>>>

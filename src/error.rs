// 错误类型定义
// 图库核心操作的领域错误，命令层会将其转换为字符串返回前端

use thiserror::Error;
use uuid::Uuid;

use crate::upload::UploadStatus;

/// 图库操作错误
#[derive(Debug, Error)]
pub enum GalleryError {
    #[error("相册已存在: {0}")]
    AlbumExists(String),

    #[error("相册名称不能为空")]
    BlankAlbumName,

    #[error("相册不存在: {0}")]
    AlbumNotFound(String),

    #[error("文件不存在: {0}")]
    FileNotFound(Uuid),

    #[error("上传任务不存在: {0}")]
    UploadNotFound(String),

    #[error("非法的上传状态转换: {from:?} -> {to:?}")]
    InvalidTransition { from: UploadStatus, to: UploadStatus },

    #[error("分享信息不完整: {0}")]
    ShareValidation(String),

    #[error("文件读写失败: {0}")]
    Io(#[from] std::io::Error),

    #[error("解析配置失败: {0}")]
    ConfigParse(#[from] serde_json::Error),

    #[error("配置无效: {0}")]
    InvalidConfig(String),
}

pub type Result<T> = std::result::Result<T, GalleryError>;
impl Library {
    pub fn new() -> Self {
        Self::default()
    }

    pub fn files(&self) -> &[MediaFile] {
        &self.files
    }

    pub fn file(&self, id: Uuid) -> Option<&MediaFile> {
        self.files.iter().find(|f| f.id == id)
    }

    fn file_key(&self, id: Uuid) -> Result<FileKey> {
        self.file(id)
            .map(|f| f.key())
            .ok_or(GalleryError::FileNotFound(id))
    }

    /// 按 ID 取文件，忽略已不存在的 ID
    pub fn files_by_ids(&self, ids: &[Uuid]) -> Vec<MediaFile> {
        ids.iter().filter_map(|id| self.file(*id)).cloned().collect()
    }

    pub fn index(&self) -> LibraryIndex<'_> {
        LibraryIndex {
            metadata: &self.metadata,
            custom_locations: &self.custom_locations,
            custom_tags: &self.custom_tags,
        }
    }

    /// 上传完成的文件并入图库，整体按修改时间倒序
    pub fn complete_upload(&mut self, uploaded: Vec<MediaFile>) -> usize {
        let mut added = 0;
        let mut merged: Vec<MediaFile> = Vec::with_capacity(self.files.len() + uploaded.len());
        for file in uploaded {
            if self.files.iter().chain(merged.iter()).any(|f| f.same_content_as(&file)) {
                continue;
            }
            merged.push(file);
            added += 1;
        }
        merged.append(&mut self.files);
        merged.sort_by(|a, b| b.last_modified.cmp(&a.last_modified));
        self.files = merged;
        log::info!("新增 {} 个文件，图库共 {} 个", added, self.files.len());
        added
    }

    /// 取出需要提取元数据的文件并标记为提取中，同一文件只会被取出一次
    pub fn take_pending_metadata(&mut self) -> Vec<MediaFile> {
        let mut pending = Vec::new();
        for file in &self.files {
            let key = file.key();
            if self.metadata.contains_key(&key) || self.extracting.contains(&key) {
                continue;
            }
            self.extracting.insert(key);
            pending.push(file.clone());
        }
        pending
    }

    pub fn is_loading_metadata(&self) -> bool {
        self.files.iter().any(|f| !self.metadata.contains_key(&f.key()))
    }

    /// 写入异步提取的元数据；文件已被删除时丢弃结果
    pub fn apply_metadata(&mut self, key: FileKey, metadata: PhotoMetadata) -> bool {
        self.extracting.remove(&key);
        if !self.files.iter().any(|f| f.key() == key) {
            log::debug!("文件已移除，丢弃元数据: {}", key);
            return false;
        }
        self.metadata.insert(key, metadata);
        true
    }

    /// 删除文件，同时从所有相册和按文件记录的缓存中移除
    pub fn delete_files(&mut self, ids: &[Uuid]) -> usize {
        let before = self.files.len();
        self.files.retain(|f| !ids.contains(&f.id));
        for album in &mut self.albums {
            album.file_ids.retain(|id| !ids.contains(id));
        }

        let remaining: HashSet<FileKey> = self.files.iter().map(|f| f.key()).collect();
        self.metadata.retain(|key, _| remaining.contains(key));
        self.custom_locations.retain(|key, _| remaining.contains(key));
        self.custom_tags.retain(|key, _| remaining.contains(key));
        self.extracting.retain(|key| remaining.contains(key));

        let removed = before - self.files.len();
        log::info!("删除 {} 个文件", removed);
        removed
    }

    pub fn set_custom_location(&mut self, id: Uuid, location: GeoCoordinate) -> Result<()> {
        let key = self.file_key(id)?;
        log::info!("设置自定义位置 {}: {:?}", key, location);
        self.custom_locations.insert(key, location);
        Ok(())
    }

    pub fn set_custom_tags(&mut self, id: Uuid, tags: Vec<String>) -> Result<()> {
        let key = self.file_key(id)?;
        self.custom_tags.insert(key, tags);
        Ok(())
    }

    /// 添加自定义标签；空标签或已存在（含 EXIF 关键字）时返回 false
    pub fn add_custom_tag(&mut self, id: Uuid, tag: &str) -> Result<bool> {
        let tag = tag.trim();
        let file = self.file(id).ok_or(GalleryError::FileNotFound(id))?;
        if tag.is_empty() || self.index().all_tags(file).contains(&tag) {
            return Ok(false);
        }
        let key = file.key();
        self.custom_tags.entry(key).or_default().push(tag.to_string());
        Ok(true)
    }

    /// 删除自定义标签；EXIF 关键字不可删除
    pub fn remove_custom_tag(&mut self, id: Uuid, tag: &str) -> Result<bool> {
        let key = self.file_key(id)?;
        let Some(tags) = self.custom_tags.get_mut(&key) else {
            return Ok(false);
        };
        let before = tags.len();
        tags.retain(|t| t != tag);
        Ok(tags.len() != before)
    }

    /// 文件的全部标签及可删除标记
    pub fn tags_for(&self, id: Uuid) -> Result<Vec<TagEntry>> {
        let file = self.file(id).ok_or(GalleryError::FileNotFound(id))?;
        let index = self.index();
        let custom = index.custom_tags(file);
        Ok(index
            .all_tags(file)
            .into_iter()
            .map(|tag| TagEntry {
                tag: tag.to_string(),
                removable: custom.iter().any(|t| t == tag),
            })
            .collect())
    }

    pub fn albums(&self) -> &[Album] {
        &self.albums
    }

    pub fn album(&self, name: &str) -> Option<&Album> {
        self.albums.iter().find(|a| a.name == name)
    }

    /// 创建相册，名称区分大小写且不可重复
    pub fn create_album(&mut self, name: &str) -> Result<()> {
        if name.trim().is_empty() {
            return Err(GalleryError::BlankAlbumName);
        }
        if self.album(name).is_some() {
            return Err(GalleryError::AlbumExists(name.to_string()));
        }
        self.albums.push(Album {
            name: name.to_string(),
            file_ids: Vec::new(),
        });
        log::info!("创建相册: {}", name);
        Ok(())
    }

    /// 向相册添加文件，返回新加入的数量
    pub fn add_to_album(&mut self, name: &str, ids: &[Uuid]) -> Result<usize> {
        let valid: Vec<Uuid> = ids
            .iter()
            .copied()
            .filter(|id| self.file(*id).is_some())
            .collect();
        let album = self
            .albums
            .iter_mut()
            .find(|a| a.name == name)
            .ok_or_else(|| GalleryError::AlbumNotFound(name.to_string()))?;

        let mut added = 0;
        for id in valid {
            if !album.file_ids.contains(&id) {
                album.file_ids.push(id);
                added += 1;
            }
        }
        Ok(added)
    }

    pub fn album_files(&self, name: &str) -> Result<Vec<MediaFile>> {
        let album = self
            .album(name)
            .ok_or_else(|| GalleryError::AlbumNotFound(name.to_string()))?;
        Ok(self.files_by_ids(&album.file_ids))
    }

    /// 新的分享记录排在最前
    pub fn record_share(&mut self, details: SharedDetails) {
        self.sharing_history.insert(0, details);
    }

    pub fn sharing_history(&self) -> &[SharedDetails] {
        &self.sharing_history
    }
}
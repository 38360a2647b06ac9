use crate::document::Document;
use crate::fix::LineHint;
use crate::normalize::normalize;

/// Line radius around the hint for hinted normalized containment.
pub(crate) const ALREADY_APPLIED_RADIUS: u32 = 200;

/// Returns true when the replacement text is already present, so that
/// re-running a review's fixes is a safe no-op.
///
/// Literal containment counts anywhere in the document. Normalized
/// containment counts anywhere only when no hint is available; with a hint it
/// is confined to a window around it, so unrelated identical code elsewhere
/// in a large file does not read as "applied".
pub(crate) fn is_already_applied(doc: &Document, replacement: &str, hint: Option<&LineHint>) -> bool {
	if replacement.is_empty() {
		return false;
	}

	if doc.text().contains(replacement) {
		return true;
	}

	let norm_replacement = normalize(replacement);
	if norm_replacement.is_empty() {
		return false;
	}

	match hint {
		None => normalize(doc.text()).contains(&norm_replacement),
		Some(hint) => {
			let lines = doc.lines();
			if lines.is_empty() {
				return false;
			}
			let (band_start, band_end) = hint.band(ALREADY_APPLIED_RADIUS, lines.len());
			let window = lines[band_start..=band_end].join("\n");
			normalize(&window).contains(&norm_replacement)
		}
	}
}

// region:    --- Tests


// endregion: --- Tests
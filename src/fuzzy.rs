use crate::document::Document;
use crate::fix::LineHint;
use crate::normalize::normalize_line;
use crate::range::{LineRange, MatchCandidate};
use tracing::trace;

/// Line radius around the hint for the fuzzy search window.
pub(crate) const FUZZY_SEARCH_RADIUS: u32 = 200;

/// Score bonus for a matching first or last line.
const EDGE_BONUS: f64 = 0.15;

/// Minimum acceptable score for a snippet of `line_count` lines. Short
/// snippets collide by accident far more easily, so they demand more.
fn min_score_for(line_count: usize) -> f64 {
	match line_count {
		0..=2 => 0.95,
		3..=6 => 0.80,
		7..=25 => 0.70,
		_ => 0.65,
	}
}

/// Scores a candidate window of the same line count as the expected lines:
/// the fraction of lines equal at the same index, plus `EDGE_BONUS` for a
/// matching first line and for a matching last line, clamped to [0, 1].
fn score_window(expected: &[&str], window: &[&str]) -> f64 {
	let line_count = expected.len();
	if line_count == 0 || window.len() != line_count {
		return 0.0;
	}

	let exact = expected.iter().zip(window).filter(|(e, w)| e == w).count();
	let mut score = exact as f64 / line_count as f64;
	if expected.first() == window.first() {
		score += EDGE_BONUS;
	}
	if expected.last() == window.last() {
		score += EDGE_BONUS;
	}

	score.clamp(0.0, 1.0)
}

/// Last-resort, hint-required search: scores every window of exactly the
/// snippet's line count within the radius and returns the best one clearing
/// the size-dependent minimum score. Ties go to the window whose midpoint is
/// closest to the hint's.
///
/// Windows are fixed-length: a region that gained or lost a line since the
/// review will never fuzzy-match. That is a known limit of this strategy;
/// swap the strategy rather than loosening the scoring.
pub(crate) fn find_fuzzy_near_hint(doc: &Document, snippet: &str, hint: &LineHint) -> Option<MatchCandidate> {
	if snippet.is_empty() {
		return None;
	}

	let lines = doc.lines();
	let expected: Vec<&str> = snippet.split('\n').map(normalize_line).collect();
	let line_count = expected.len();
	let min_score = min_score_for(line_count);
	let (band_start, band_end) = hint.band(FUZZY_SEARCH_RADIUS, lines.len());
	let hint_mid = hint.midpoint();

	// (score, midpoint distance, candidate)
	let mut best: Option<(f64, f64, MatchCandidate)> = None;

	for start in band_start..=band_end {
		let end = start + line_count;
		if end > lines.len() {
			break;
		}

		let window: Vec<&str> = lines[start..end].iter().copied().map(normalize_line).collect();
		let score = score_window(&expected, &window);
		if score < min_score {
			continue;
		}

		let range = LineRange::of_line_span(start, end - 1, lines[end - 1].len());
		let dist = (range.midpoint() - hint_mid).abs();
		let better = match &best {
			None => true,
			Some((best_score, best_dist, _)) => {
				score > *best_score || (score == *best_score && dist < *best_dist)
			}
		};
		if better {
			trace!(start_line = start, score, "fuzzy window accepted");
			let matched_text = lines[start..end].join("\n");
			best = Some((
				score,
				dist,
				MatchCandidate {
					range,
					matched_text,
					score: Some(score),
				},
			));
		}
	}

	best.map(|(_, _, candidate)| candidate)
}

// region:    --- Tests


// endregion: --- Tests
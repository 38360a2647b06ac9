use crate::range::LineRange;
use crate::{Error, Result};
use simple_fs::{SPath, read_to_string};
use std::fs;

/// A live text buffer loaded from a `DocumentStore`.
///
/// The engine never retains a `Document` across calls. Per apply attempt it
/// reads line content and performs at most one range replacement before
/// handing the buffer back to its store for commit.
#[derive(Debug, Clone)]
pub struct Document {
	path: SPath,
	text: String,
}

impl Document {
	pub fn new(path: impl Into<SPath>, text: impl Into<String>) -> Self {
		Self {
			path: path.into(),
			text: text.into(),
		}
	}

	pub fn path(&self) -> &SPath {
		&self.path
	}

	pub fn text(&self) -> &str {
		&self.text
	}

	/// Number of lines, counting a trailing empty line after a final `\n`.
	pub fn line_count(&self) -> usize {
		self.text.split('\n').count()
	}

	/// Text of line `idx` (0-based), without its line break.
	pub fn line(&self, idx: usize) -> Option<&str> {
		self.text.split('\n').nth(idx)
	}

	pub(crate) fn lines(&self) -> Vec<&str> {
		self.text.split('\n').collect()
	}

	/// Byte offset of the start of line `idx` (0-based).
	fn line_start_offset(&self, idx: usize) -> Option<usize> {
		let mut offset = 0;
		for (i, line) in self.text.split('\n').enumerate() {
			if i == idx {
				return Some(offset);
			}
			offset += line.len() + 1;
		}
		None
	}

	/// Replaces `range` with `replacement`. This is the single mutation an
	/// apply call is allowed to perform.
	pub(crate) fn replace_range(&mut self, range: &LineRange, replacement: &str) -> Result<()> {
		let start = self
			.line_start_offset(range.start_line)
			.map(|offset| offset + range.start_col)
			.ok_or_else(|| Error::custom(format!("replace start line {} is out of bounds", range.start_line)))?;
		let end = self
			.line_start_offset(range.end_line)
			.map(|offset| offset + range.end_col)
			.ok_or_else(|| Error::custom(format!("replace end line {} is out of bounds", range.end_line)))?;

		if start > end || end > self.text.len() {
			return Err(Error::custom(format!("invalid replace range {range:?}")));
		}

		self.text.replace_range(start..end, replacement);
		Ok(())
	}

	/// Replaces the whole lines `start_idx..=end_idx` (0-based).
	pub(crate) fn replace_line_span(&mut self, start_idx: usize, end_idx: usize, replacement: &str) -> Result<()> {
		let last_line_len = self
			.line(end_idx)
			.map(str::len)
			.ok_or_else(|| Error::custom(format!("replace end line {end_idx} is out of bounds")))?;
		let range = LineRange::of_line_span(start_idx, end_idx, last_line_len);
		self.replace_range(&range, replacement)
	}
}

// region:    --- DocumentStore

/// Access to documents by review-relative path.
///
/// `open` fails with a `FileUnavailable` error class; `commit` is the single
/// write operation and fails with `EditRejected` when the underlying storage
/// refuses it.
pub trait DocumentStore {
	fn open(&self, path: &str) -> Result<Document>;
	fn commit(&self, doc: &Document) -> Result<()>;
}

/// Filesystem-backed store. All paths resolve under `base_dir`; a path that
/// escapes it is refused for both read and write.
pub struct FsDocumentStore {
	base_dir: SPath,
}

impl FsDocumentStore {
	pub fn new(base_dir: impl Into<SPath>) -> Self {
		Self {
			base_dir: base_dir.into().into_collapsed(),
		}
	}

	fn full_path(&self, path: &str) -> Result<SPath> {
		let full = self.base_dir.join(path).into_collapsed();
		if !full.as_str().starts_with(self.base_dir.as_str()) {
			return Err(Error::path_outside_base(path, self.base_dir.as_str()));
		}
		Ok(full)
	}
}

impl DocumentStore for FsDocumentStore {
	fn open(&self, path: &str) -> Result<Document> {
		let full = self.full_path(path)?;
		let text = read_to_string(&full).map_err(|err| Error::file_unavailable(path, err))?;
		Ok(Document::new(SPath::new(path), text))
	}

	fn commit(&self, doc: &Document) -> Result<()> {
		let full = self.full_path(doc.path().as_str())?;
		fs::write(&full, doc.text()).map_err(|err| Error::edit_rejected(doc.path().as_str(), err))
	}
}

// endregion: --- DocumentStore

// region:    --- Tests


// endregion: --- Tests
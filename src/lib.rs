// region:    --- Modules

mod already_applied;
mod applier;
mod apply_report;
mod document;
mod error;
mod exact;
mod fix;
mod fuzzy;
mod locate;
mod normalize;
mod normalized;
mod range;


pub use applier::*;
pub use apply_report::*;
pub use document::*;
pub use error::*;
pub use fix::*;
pub use range::*;

// endregion: --- Modules
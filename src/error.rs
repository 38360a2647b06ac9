use derive_more::{Display, From};

pub type Result<T> = core::result::Result<T, Error>;

#[derive(Debug, Display, From)]
pub enum Error {
	#[from(String, &String, &str)]
	Custom(String),

	// -- Fix ingestion
	#[display("invalid fix '{fix_id}': {cause}")]
	InvalidFix { fix_id: String, cause: String },

	// -- Locate & apply
	#[display("unable to open file '{path}': {cause}")]
	FileUnavailable { path: String, cause: String },

	#[display("line range {start_line}..{end_line} exceeds document length of {line_count} lines")]
	RangeOutOfBounds {
		start_line: u32,
		end_line: u32,
		line_count: usize,
	},

	#[display("could not find original snippet in '{path}' (file modified or fix already applied)")]
	SnippetNotFound { path: String },

	#[display("edit rejected for '{path}': {cause}")]
	EditRejected { path: String, cause: String },

	#[display("path '{target}' is outside of base dir '{base_dir}'")]
	PathOutsideBase { target: String, base_dir: String },

	// -- Externals
	#[from]
	Io(std::io::Error),

	#[from]
	SimpleFs(simple_fs::Error),

	#[from]
	SerdeJson(serde_json::Error),
}

// region:    --- Constructors

impl Error {
	pub fn custom(val: impl std::fmt::Display) -> Self {
		Self::Custom(val.to_string())
	}

	pub fn invalid_fix(fix_id: impl Into<String>, cause: impl Into<String>) -> Self {
		Self::InvalidFix {
			fix_id: fix_id.into(),
			cause: cause.into(),
		}
	}

	pub fn file_unavailable(path: impl Into<String>, cause: impl std::fmt::Display) -> Self {
		Self::FileUnavailable {
			path: path.into(),
			cause: cause.to_string(),
		}
	}

	pub fn range_out_of_bounds(start_line: u32, end_line: u32, line_count: usize) -> Self {
		Self::RangeOutOfBounds {
			start_line,
			end_line,
			line_count,
		}
	}

	pub fn snippet_not_found(path: impl Into<String>) -> Self {
		Self::SnippetNotFound { path: path.into() }
	}

	pub fn edit_rejected(path: impl Into<String>, cause: impl std::fmt::Display) -> Self {
		Self::EditRejected {
			path: path.into(),
			cause: cause.to_string(),
		}
	}

	pub fn path_outside_base(target: impl Into<String>, base_dir: impl Into<String>) -> Self {
		Self::PathOutsideBase {
			target: target.into(),
			base_dir: base_dir.into(),
		}
	}
}

// endregion: --- Constructors

// region:    --- Error Boilerplate

impl std::error::Error for Error {}

// endregion: --- Error Boilerplate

<<<

• Task requirements: A line belongs in the answer if it contains the word "type"; please copy each such line from the material.

• Written solution:
pub type Result<T> = std::result::Result<T, GalleryError>;
pub type Result<T> = core::result::Result<T, Error>;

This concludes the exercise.